同社は11年度から名義変更や満期を迎えた保険金などの保全請求書の記入カ所を減らすなどの負担軽減措置を取ったほか、翌年度からは自分で署名が困難になった人について家族などの代筆による取り扱いを簡素化するなどの高齢者対策を取ってきた。

しかし、東日本大震災(11年3月)時に同社は被災地の契約者全員の安否確認で、住所変更や受取人変更の手続きを行っていない契約者の確認に多くの時間を要した。この経験を踏まえて、12年10月と13年2~3月に90歳以上の全契約者(1万1690件)への訪問や電話による請求確認調査を実施したところ、当初に確認が取れた契約者は7割にとどまり、そのうち死亡していた契約者が約600件に上ったことが判明。

さらに、13年4~12月にかけて、確認が取れなかった約4600件について追加調査を実施し、初回調査後に亡くなっていた人を含めて死亡していた契約者が870件だったことも分かった。最終的に確認できなかったケースも20件あった。

この調査などから同社は契約者以外の連絡先の把握の重要性や、同社側からの能動的な確認の必要性を認識した。今後の高齢化の進展を踏まえて、連絡先の変更をしないために連絡がつかない契約者や、保険請求の事案が発生しても申し出できない契約者が増えることが想定されるために、今回の制度の導入に踏み切った。同社には個人保険分野で65歳以上の契約が約250万件に上り、このうち終身保障型あるいは終身保障型への変更が可能な契約者が多数存在することなども配慮したという。

約款上は事案が発生してから3年が経過すれば時効が成立し、保険会社としては支払いの義務はないが、同社広報部は「3年経過後でも、申し出があれば支払うなど柔軟に対応している。超高齢社会の中で生命保険会社としても、より能動的な対応が必要と考えています」と説明している。

また、あわせて65歳以上の契約者に対して、16年度から営業職員に対して新規契約の際に、代理請求特約を付け加えることや、災害時を含めて契約者との連絡が取れない場合に備えて、所在確認のために事前に家族の連絡先を登録することを推奨する。さらに、既存の契約者に対しても来年度から65歳になった時点での登録を勧める。

営業職員が「地域見守り活動」

今回の点検制度導入について、根岸社長は「スムーズに導入に踏み切れた理由のひとつは、これまでに全国の3万5000人の営業職員、役職員が日々、お客さまを訪問する中で、子どもや高齢者を対象とした『地域の見守り活動』を実践してきたことだ」と話す。
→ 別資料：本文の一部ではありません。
//! Value categories, local Jacobians and derivative containers.
//!
//! Matrices are flattened in column-major order wherever they meet a
//! Jacobian, so every derivative is a 2-D matrix whatever the value shape.

use std::fmt;

use ndarray::{Array1, Array2, Axis, Zip};

/// A value that can sit in a graph node.
pub trait Value: Clone + fmt::Debug + 'static {
    /// Number of scalar elements.
    fn size(&self) -> usize;
    /// Array shape; empty for scalars.
    fn dims(&self) -> &[usize];
}

/// Values supporting element-wise maps.
pub trait Elementwise: Value {
    fn map<F: Fn(f64) -> f64>(&self, f: F) -> Self;

    /// Combines two values of the same shape element by element.
    ///
    /// # Panics
    /// If the shapes differ.
    fn zip_map<F: Fn(f64, f64) -> f64>(&self, other: &Self, f: F) -> Self;

    /// Elements in column-major order.
    fn flatten(&self) -> Array1<f64>;

    /// Turns element-wise partials into the diagonal Jacobian they describe.
    fn into_jacobian(self) -> Jacobian;
}

/// Marker for vector and matrix values: broadcast targets and reduction operands.
pub trait ArrayValue: Elementwise {}

impl Value for f64 {
    #[inline]
    fn size(&self) -> usize {
        1
    }
    fn dims(&self) -> &[usize] {
        &[]
    }
}

impl Elementwise for f64 {
    #[inline]
    fn map<F: Fn(f64) -> f64>(&self, f: F) -> Self {
        f(*self)
    }
    #[inline]
    fn zip_map<F: Fn(f64, f64) -> f64>(&self, other: &Self, f: F) -> Self {
        f(*self, *other)
    }
    fn flatten(&self) -> Array1<f64> {
        Array1::from_elem(1, *self)
    }
    #[inline]
    fn into_jacobian(self) -> Jacobian {
        Jacobian::Scale(self)
    }
}

impl Value for Array1<f64> {
    fn size(&self) -> usize {
        self.len()
    }
    fn dims(&self) -> &[usize] {
        self.shape()
    }
}

impl Elementwise for Array1<f64> {
    fn map<F: Fn(f64) -> f64>(&self, f: F) -> Self {
        self.mapv(f)
    }
    fn zip_map<F: Fn(f64, f64) -> f64>(&self, other: &Self, f: F) -> Self {
        Zip::from(self).and(other).map_collect(|&a, &b| f(a, b))
    }
    fn flatten(&self) -> Array1<f64> {
        self.clone()
    }
    fn into_jacobian(self) -> Jacobian {
        Jacobian::Diagonal(self)
    }
}

impl ArrayValue for Array1<f64> {}

impl Value for Array2<f64> {
    fn size(&self) -> usize {
        self.len()
    }
    fn dims(&self) -> &[usize] {
        self.shape()
    }
}

impl Elementwise for Array2<f64> {
    fn map<F: Fn(f64) -> f64>(&self, f: F) -> Self {
        self.mapv(f)
    }
    fn zip_map<F: Fn(f64, f64) -> f64>(&self, other: &Self, f: F) -> Self {
        Zip::from(self).and(other).map_collect(|&a, &b| f(a, b))
    }
    fn flatten(&self) -> Array1<f64> {
        self.t().iter().copied().collect()
    }
    fn into_jacobian(self) -> Jacobian {
        Jacobian::Diagonal(Elementwise::flatten(&self))
    }
}

impl ArrayValue for Array2<f64> {}

/// Local derivative of an operation's output with respect to one operand,
/// over flattened elements.
#[derive(Clone, Debug, PartialEq)]
pub enum Jacobian {
    /// `c * I`.
    Scale(f64),
    /// `diag(p)`, element-wise operations.
    Diagonal(Array1<f64>),
    /// `n x 1`, a scalar operand broadcast into an array.
    Column(Array1<f64>),
    /// `1 x n`, an array reduced to a scalar.
    Row(Array1<f64>),
    /// Any other linear map, e.g. products.
    Dense(Array2<f64>),
}

impl Jacobian {
    /// The single entry of a 1 x 1 Jacobian.
    pub fn scalar(&self) -> f64 {
        match self {
            Jacobian::Scale(c) => *c,
            Jacobian::Diagonal(p) | Jacobian::Column(p) | Jacobian::Row(p) => {
                debug_assert_eq!(p.len(), 1);
                p[0]
            }
            Jacobian::Dense(j) => {
                debug_assert_eq!(j.dim(), (1, 1));
                j[[0, 0]]
            }
        }
    }
}

/// A derivative container: the tangent or gradient cached at a variable.
///
/// Tangents (forward mode) are `size x k`, gradients (reverse mode) are
/// `m x size`.
pub trait Derivative: Clone + fmt::Debug + 'static {
    /// The derivative reported for a variable that has none yet.
    fn empty() -> Self;
    fn zeros(rows: usize, cols: usize) -> Self;
    fn identity(size: usize) -> Self;
    fn shape(&self) -> (usize, usize);
    fn accumulate(&mut self, other: &Self);
    /// `jacobian * tangent`.
    fn push_through(jacobian: &Jacobian, tangent: &Self) -> Self;
    /// `gradient * jacobian`.
    fn pull_through(gradient: &Self, jacobian: &Jacobian) -> Self;
}

impl Derivative for f64 {
    fn empty() -> Self {
        0.0
    }
    fn zeros(_: usize, _: usize) -> Self {
        0.0
    }
    fn identity(_: usize) -> Self {
        1.0
    }
    fn shape(&self) -> (usize, usize) {
        (1, 1)
    }
    #[inline]
    fn accumulate(&mut self, other: &Self) {
        *self += other;
    }
    #[inline]
    fn push_through(jacobian: &Jacobian, tangent: &Self) -> Self {
        jacobian.scalar() * tangent
    }
    #[inline]
    fn pull_through(gradient: &Self, jacobian: &Jacobian) -> Self {
        gradient * jacobian.scalar()
    }
}

impl Derivative for Array2<f64> {
    fn empty() -> Self {
        Array2::zeros((0, 0))
    }
    fn zeros(rows: usize, cols: usize) -> Self {
        Array2::zeros((rows, cols))
    }
    fn identity(size: usize) -> Self {
        Array2::eye(size)
    }
    fn shape(&self) -> (usize, usize) {
        self.dim()
    }
    fn accumulate(&mut self, other: &Self) {
        *self += other;
    }

    fn push_through(jacobian: &Jacobian, tangent: &Self) -> Self {
        match jacobian {
            Jacobian::Scale(c) => tangent * *c,
            Jacobian::Diagonal(p) => tangent * &p.view().insert_axis(Axis(1)),
            Jacobian::Column(p) => p.view().insert_axis(Axis(1)).dot(tangent),
            Jacobian::Row(p) => p.view().insert_axis(Axis(0)).dot(tangent),
            Jacobian::Dense(j) => j.dot(tangent),
        }
    }

    fn pull_through(gradient: &Self, jacobian: &Jacobian) -> Self {
        match jacobian {
            Jacobian::Scale(c) => gradient * *c,
            Jacobian::Diagonal(p) => gradient * &p.view().insert_axis(Axis(0)),
            Jacobian::Column(p) => gradient.dot(p).insert_axis(Axis(1)),
            Jacobian::Row(p) => gradient.dot(&p.view().insert_axis(Axis(0))),
            Jacobian::Dense(j) => gradient.dot(j),
        }
    }
}

#[cfg(test)]
mod tests {
    use super::*;
    use ndarray::array;

    #[test]
    fn matrices_flatten_column_major() {
        let m = array![[1.0, 2.0, 3.0], [4.0, 5.0, 6.0]];
        assert_eq!(Elementwise::flatten(&m), array![1.0, 4.0, 2.0, 5.0, 3.0, 6.0]);
        assert_eq!(m.size(), 6);
    }

    #[test]
    fn diagonal_scales_rows_forward_and_columns_backward() {
        let jacobian = Jacobian::Diagonal(array![2.0, 3.0]);
        let ones = Array2::<f64>::ones((2, 2));

        let tangent = Array2::push_through(&jacobian, &ones);
        assert_eq!(tangent, array![[2.0, 2.0], [3.0, 3.0]]);

        let gradient = Array2::pull_through(&ones, &jacobian);
        assert_eq!(gradient, array![[2.0, 3.0], [2.0, 3.0]]);
    }

    #[test]
    fn column_and_row_change_shape() {
        let column = Jacobian::Column(array![1.0, 2.0, 3.0]);
        let tangent = Array2::push_through(&column, &array![[2.0]]);
        assert_eq!(tangent, array![[2.0], [4.0], [6.0]]);
        let gradient = Array2::pull_through(&array![[1.0, 1.0, 1.0]], &column);
        assert_eq!(gradient, array![[6.0]]);

        let row = Jacobian::Row(array![1.0, 2.0]);
        let tangent = Array2::push_through(&row, &array![[1.0], [1.0]]);
        assert_eq!(tangent, array![[3.0]]);
        let gradient = Array2::pull_through(&array![[2.0]], &row);
        assert_eq!(gradient, array![[2.0, 4.0]]);
    }

    #[test]
    fn scalar_derivatives_use_the_single_entry() {
        assert_eq!(f64::push_through(&Jacobian::Scale(3.0), &2.0), 6.0);
        assert_eq!(f64::pull_through(&2.0, &Jacobian::Row(array![4.0])), 8.0);
        assert_eq!(f64::identity(7), 1.0);
        assert_eq!(f64::zeros(3, 3), 0.0);
    }
}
同社は06年6月から、営業職員が通学路で不審者を発見した場合などに、最寄りの警察署などに通報する活動を展開している。営業職員は自治体の通報窓口、最寄りの警察署や学校などの通報先の電話番号を記載した活動プレートを名札ケースに入れて営業活動している。

また、高齢者についても、同じ洗濯物が何日も干されているなど異常に気づいた際に自治体の窓口に通報する活動を展開しており、3月に東京都立川支社、さいたま支社、山口支社が地元自治体と協力協定を結んだほか、9月末から全国に活動を広げている。こうした活動が評価され、10月には警視庁から都内で活動する営業職員ら130人が「振り込め詐欺被害防止アドバイザー」の委嘱を受けている。

また、11月30日には東日本大震災で親を亡くした遺児を支援する「あしながチャリティー&ウォークIN東京」が開かれ、3000人を超す参加者が東京都港区の増上寺からお台場までの約8キロを歩いた。「あしなが育英会」(玉井義臣会長)が実施する「あしながPウォーク10」の趣旨に賛同したイベントで、全国66カ所で展開した。昨年度は約1600万円を同育英会や被災した地3県に寄付している。